**ASSIGNMENT**
Return only those lines of the records below in which "failed" appears.

**EXERCISE MATERIALS**
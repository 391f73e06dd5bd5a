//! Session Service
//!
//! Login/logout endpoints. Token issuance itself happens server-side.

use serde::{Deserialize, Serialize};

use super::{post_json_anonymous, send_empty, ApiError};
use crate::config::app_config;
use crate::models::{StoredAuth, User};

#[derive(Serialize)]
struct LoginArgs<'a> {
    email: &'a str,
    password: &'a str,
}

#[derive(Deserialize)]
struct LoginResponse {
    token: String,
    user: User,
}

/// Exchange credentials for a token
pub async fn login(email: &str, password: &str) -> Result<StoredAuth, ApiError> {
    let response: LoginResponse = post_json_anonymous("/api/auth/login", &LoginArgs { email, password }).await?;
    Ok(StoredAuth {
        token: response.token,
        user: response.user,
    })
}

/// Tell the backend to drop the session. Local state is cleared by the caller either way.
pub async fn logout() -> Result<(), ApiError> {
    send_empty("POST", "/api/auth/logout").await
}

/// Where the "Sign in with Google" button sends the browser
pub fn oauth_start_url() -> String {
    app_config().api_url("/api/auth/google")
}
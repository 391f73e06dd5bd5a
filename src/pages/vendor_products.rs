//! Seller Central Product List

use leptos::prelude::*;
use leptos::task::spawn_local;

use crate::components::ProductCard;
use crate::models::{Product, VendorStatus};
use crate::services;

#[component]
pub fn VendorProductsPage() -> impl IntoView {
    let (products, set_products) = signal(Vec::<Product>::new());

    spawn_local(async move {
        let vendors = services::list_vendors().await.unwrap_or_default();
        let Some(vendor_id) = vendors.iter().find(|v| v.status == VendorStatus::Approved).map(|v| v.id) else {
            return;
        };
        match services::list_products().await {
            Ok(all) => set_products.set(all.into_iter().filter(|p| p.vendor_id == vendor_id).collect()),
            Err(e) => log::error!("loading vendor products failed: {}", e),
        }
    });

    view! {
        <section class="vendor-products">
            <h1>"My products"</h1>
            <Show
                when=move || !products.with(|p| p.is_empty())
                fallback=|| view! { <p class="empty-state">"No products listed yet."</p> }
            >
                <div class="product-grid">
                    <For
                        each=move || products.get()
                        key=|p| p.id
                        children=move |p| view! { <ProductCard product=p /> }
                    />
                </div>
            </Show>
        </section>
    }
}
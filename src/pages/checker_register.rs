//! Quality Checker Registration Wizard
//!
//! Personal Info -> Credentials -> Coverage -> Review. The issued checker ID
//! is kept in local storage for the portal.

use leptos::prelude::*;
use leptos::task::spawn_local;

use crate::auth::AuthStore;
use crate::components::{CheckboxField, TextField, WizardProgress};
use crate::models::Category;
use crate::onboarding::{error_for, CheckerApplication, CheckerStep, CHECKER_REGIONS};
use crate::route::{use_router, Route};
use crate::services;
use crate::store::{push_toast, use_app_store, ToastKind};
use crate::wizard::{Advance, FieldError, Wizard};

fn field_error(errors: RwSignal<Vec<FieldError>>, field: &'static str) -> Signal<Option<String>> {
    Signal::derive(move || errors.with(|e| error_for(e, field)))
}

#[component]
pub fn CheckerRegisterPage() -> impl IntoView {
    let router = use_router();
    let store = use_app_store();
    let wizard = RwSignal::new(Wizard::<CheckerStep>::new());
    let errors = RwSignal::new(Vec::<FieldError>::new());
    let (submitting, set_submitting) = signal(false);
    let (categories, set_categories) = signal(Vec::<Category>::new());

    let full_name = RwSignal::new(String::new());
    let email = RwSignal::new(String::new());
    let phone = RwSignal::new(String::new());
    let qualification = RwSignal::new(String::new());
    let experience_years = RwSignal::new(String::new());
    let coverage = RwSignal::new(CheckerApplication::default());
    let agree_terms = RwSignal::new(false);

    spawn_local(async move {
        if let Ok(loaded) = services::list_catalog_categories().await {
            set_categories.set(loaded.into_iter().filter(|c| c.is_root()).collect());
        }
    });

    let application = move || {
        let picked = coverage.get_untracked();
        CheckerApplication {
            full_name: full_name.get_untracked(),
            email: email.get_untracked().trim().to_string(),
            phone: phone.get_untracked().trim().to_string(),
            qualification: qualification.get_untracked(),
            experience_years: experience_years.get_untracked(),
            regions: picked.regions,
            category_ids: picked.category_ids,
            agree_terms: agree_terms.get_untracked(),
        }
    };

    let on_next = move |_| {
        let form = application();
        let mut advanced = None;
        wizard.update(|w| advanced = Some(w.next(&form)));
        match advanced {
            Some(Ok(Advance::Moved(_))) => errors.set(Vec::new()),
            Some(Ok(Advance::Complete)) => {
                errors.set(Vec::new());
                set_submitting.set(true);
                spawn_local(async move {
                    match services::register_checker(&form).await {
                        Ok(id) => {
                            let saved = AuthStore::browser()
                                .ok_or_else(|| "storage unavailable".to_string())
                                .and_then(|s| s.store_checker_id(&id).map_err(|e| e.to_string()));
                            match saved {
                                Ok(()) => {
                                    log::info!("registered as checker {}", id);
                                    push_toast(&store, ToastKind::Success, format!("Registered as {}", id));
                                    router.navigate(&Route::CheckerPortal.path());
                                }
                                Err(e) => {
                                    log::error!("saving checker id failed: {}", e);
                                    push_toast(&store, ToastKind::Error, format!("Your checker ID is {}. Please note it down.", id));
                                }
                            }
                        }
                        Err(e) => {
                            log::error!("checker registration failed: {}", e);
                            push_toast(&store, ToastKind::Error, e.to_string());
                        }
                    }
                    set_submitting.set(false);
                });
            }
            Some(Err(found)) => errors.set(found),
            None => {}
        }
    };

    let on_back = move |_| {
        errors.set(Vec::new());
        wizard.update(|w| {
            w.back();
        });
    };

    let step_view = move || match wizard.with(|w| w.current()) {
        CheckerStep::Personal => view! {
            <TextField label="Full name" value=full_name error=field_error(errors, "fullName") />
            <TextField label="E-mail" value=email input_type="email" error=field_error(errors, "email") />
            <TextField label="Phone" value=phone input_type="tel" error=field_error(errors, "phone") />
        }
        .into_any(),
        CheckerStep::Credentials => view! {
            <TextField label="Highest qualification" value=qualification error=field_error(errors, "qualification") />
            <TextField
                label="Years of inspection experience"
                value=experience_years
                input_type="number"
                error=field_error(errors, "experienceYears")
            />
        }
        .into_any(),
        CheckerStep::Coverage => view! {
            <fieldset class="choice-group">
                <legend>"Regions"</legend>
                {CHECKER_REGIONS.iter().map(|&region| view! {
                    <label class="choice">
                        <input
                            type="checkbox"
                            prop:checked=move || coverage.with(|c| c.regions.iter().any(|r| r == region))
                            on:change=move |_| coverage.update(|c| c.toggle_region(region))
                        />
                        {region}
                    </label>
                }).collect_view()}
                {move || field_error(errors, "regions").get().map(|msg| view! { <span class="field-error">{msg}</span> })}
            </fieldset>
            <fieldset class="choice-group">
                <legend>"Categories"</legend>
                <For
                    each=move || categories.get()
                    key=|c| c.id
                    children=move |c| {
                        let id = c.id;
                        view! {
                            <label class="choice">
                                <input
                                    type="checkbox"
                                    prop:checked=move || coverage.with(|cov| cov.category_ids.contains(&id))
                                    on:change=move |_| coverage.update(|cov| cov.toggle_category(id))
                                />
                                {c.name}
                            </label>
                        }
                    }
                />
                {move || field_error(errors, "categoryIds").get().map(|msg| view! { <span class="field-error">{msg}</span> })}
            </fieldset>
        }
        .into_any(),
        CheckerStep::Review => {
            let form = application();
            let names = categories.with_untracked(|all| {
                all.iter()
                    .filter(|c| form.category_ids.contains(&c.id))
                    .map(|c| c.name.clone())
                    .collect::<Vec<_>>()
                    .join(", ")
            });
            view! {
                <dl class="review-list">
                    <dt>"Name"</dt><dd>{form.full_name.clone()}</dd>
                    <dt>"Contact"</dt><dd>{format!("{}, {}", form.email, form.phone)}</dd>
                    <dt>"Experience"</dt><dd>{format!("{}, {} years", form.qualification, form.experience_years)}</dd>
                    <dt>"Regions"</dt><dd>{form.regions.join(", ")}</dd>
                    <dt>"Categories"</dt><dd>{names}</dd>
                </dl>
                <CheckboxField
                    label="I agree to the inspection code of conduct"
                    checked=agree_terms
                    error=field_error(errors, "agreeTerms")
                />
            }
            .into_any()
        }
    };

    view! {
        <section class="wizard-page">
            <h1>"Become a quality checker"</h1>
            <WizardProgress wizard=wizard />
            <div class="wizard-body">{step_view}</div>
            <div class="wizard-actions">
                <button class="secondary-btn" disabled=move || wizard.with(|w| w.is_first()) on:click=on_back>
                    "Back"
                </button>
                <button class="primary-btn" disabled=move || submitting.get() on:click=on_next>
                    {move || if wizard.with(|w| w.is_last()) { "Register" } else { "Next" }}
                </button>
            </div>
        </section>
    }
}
--
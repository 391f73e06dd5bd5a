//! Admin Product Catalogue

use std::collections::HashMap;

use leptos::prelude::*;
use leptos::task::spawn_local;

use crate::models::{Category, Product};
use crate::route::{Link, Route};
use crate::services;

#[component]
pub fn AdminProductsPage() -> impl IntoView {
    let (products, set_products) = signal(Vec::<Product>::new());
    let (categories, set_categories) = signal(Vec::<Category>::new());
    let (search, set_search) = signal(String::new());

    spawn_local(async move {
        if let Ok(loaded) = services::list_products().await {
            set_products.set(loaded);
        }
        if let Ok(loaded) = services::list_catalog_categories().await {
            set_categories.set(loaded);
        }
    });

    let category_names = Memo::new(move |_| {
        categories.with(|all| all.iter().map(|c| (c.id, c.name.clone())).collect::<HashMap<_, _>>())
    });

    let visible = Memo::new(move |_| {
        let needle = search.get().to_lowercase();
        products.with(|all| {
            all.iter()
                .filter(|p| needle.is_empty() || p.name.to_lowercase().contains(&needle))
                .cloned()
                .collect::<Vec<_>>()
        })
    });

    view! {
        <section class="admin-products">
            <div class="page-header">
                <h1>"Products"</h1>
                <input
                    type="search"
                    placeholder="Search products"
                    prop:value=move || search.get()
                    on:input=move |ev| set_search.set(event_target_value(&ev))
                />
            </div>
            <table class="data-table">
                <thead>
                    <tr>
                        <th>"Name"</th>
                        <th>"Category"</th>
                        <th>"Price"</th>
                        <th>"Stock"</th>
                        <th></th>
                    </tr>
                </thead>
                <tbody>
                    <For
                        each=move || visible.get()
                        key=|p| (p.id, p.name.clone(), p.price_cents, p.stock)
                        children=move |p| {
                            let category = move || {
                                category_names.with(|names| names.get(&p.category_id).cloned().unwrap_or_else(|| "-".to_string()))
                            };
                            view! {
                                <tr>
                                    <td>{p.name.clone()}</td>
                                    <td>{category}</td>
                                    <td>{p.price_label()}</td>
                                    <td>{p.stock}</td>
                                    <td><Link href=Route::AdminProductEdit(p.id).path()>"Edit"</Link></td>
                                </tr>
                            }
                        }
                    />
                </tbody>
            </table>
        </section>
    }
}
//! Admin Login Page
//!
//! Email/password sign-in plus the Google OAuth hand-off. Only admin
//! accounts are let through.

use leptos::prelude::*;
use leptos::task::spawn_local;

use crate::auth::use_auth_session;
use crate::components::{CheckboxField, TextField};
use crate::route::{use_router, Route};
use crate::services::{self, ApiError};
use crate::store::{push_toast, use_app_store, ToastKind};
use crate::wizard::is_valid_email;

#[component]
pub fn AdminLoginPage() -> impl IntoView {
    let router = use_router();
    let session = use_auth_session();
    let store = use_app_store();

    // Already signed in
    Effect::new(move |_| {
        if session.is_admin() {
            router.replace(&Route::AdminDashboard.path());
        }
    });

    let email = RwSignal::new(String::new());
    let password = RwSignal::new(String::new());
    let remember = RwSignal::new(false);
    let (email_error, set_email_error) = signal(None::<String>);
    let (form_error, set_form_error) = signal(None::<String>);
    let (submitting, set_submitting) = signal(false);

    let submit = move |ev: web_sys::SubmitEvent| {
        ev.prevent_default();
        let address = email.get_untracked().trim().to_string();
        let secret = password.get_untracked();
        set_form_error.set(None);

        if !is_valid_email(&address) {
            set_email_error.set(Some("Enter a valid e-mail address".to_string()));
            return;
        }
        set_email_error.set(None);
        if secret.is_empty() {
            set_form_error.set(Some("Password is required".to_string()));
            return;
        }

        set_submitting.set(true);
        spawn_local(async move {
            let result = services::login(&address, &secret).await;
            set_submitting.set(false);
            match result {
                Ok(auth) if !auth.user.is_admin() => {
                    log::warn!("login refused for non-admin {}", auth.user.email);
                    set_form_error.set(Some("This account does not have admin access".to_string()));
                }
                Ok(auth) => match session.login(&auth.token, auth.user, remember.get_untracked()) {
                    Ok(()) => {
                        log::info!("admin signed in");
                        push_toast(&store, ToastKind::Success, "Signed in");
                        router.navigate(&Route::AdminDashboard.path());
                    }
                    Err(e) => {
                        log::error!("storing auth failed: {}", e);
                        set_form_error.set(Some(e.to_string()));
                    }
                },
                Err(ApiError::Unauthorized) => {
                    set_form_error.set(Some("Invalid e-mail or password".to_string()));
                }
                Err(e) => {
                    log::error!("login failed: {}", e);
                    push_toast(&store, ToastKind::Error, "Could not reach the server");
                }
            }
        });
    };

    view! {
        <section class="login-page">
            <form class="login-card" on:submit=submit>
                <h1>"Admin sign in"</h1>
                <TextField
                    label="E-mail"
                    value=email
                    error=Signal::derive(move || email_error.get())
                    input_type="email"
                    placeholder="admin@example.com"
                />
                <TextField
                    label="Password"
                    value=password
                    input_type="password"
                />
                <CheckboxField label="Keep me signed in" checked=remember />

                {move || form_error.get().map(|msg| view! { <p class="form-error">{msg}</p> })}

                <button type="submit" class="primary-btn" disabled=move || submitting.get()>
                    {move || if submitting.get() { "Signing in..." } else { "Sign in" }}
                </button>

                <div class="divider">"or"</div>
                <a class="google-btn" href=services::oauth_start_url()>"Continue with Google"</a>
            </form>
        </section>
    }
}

**EXPECTED ANSWER**
            Err(e) => log::error!("loading vendor products failed: {}", e),
                                    log::error!("saving checker id failed: {}", e);
                            log::error!("checker registration failed: {}", e);
                        log::error!("storing auth failed: {}", e);
                    log::error!("login failed: {}", e);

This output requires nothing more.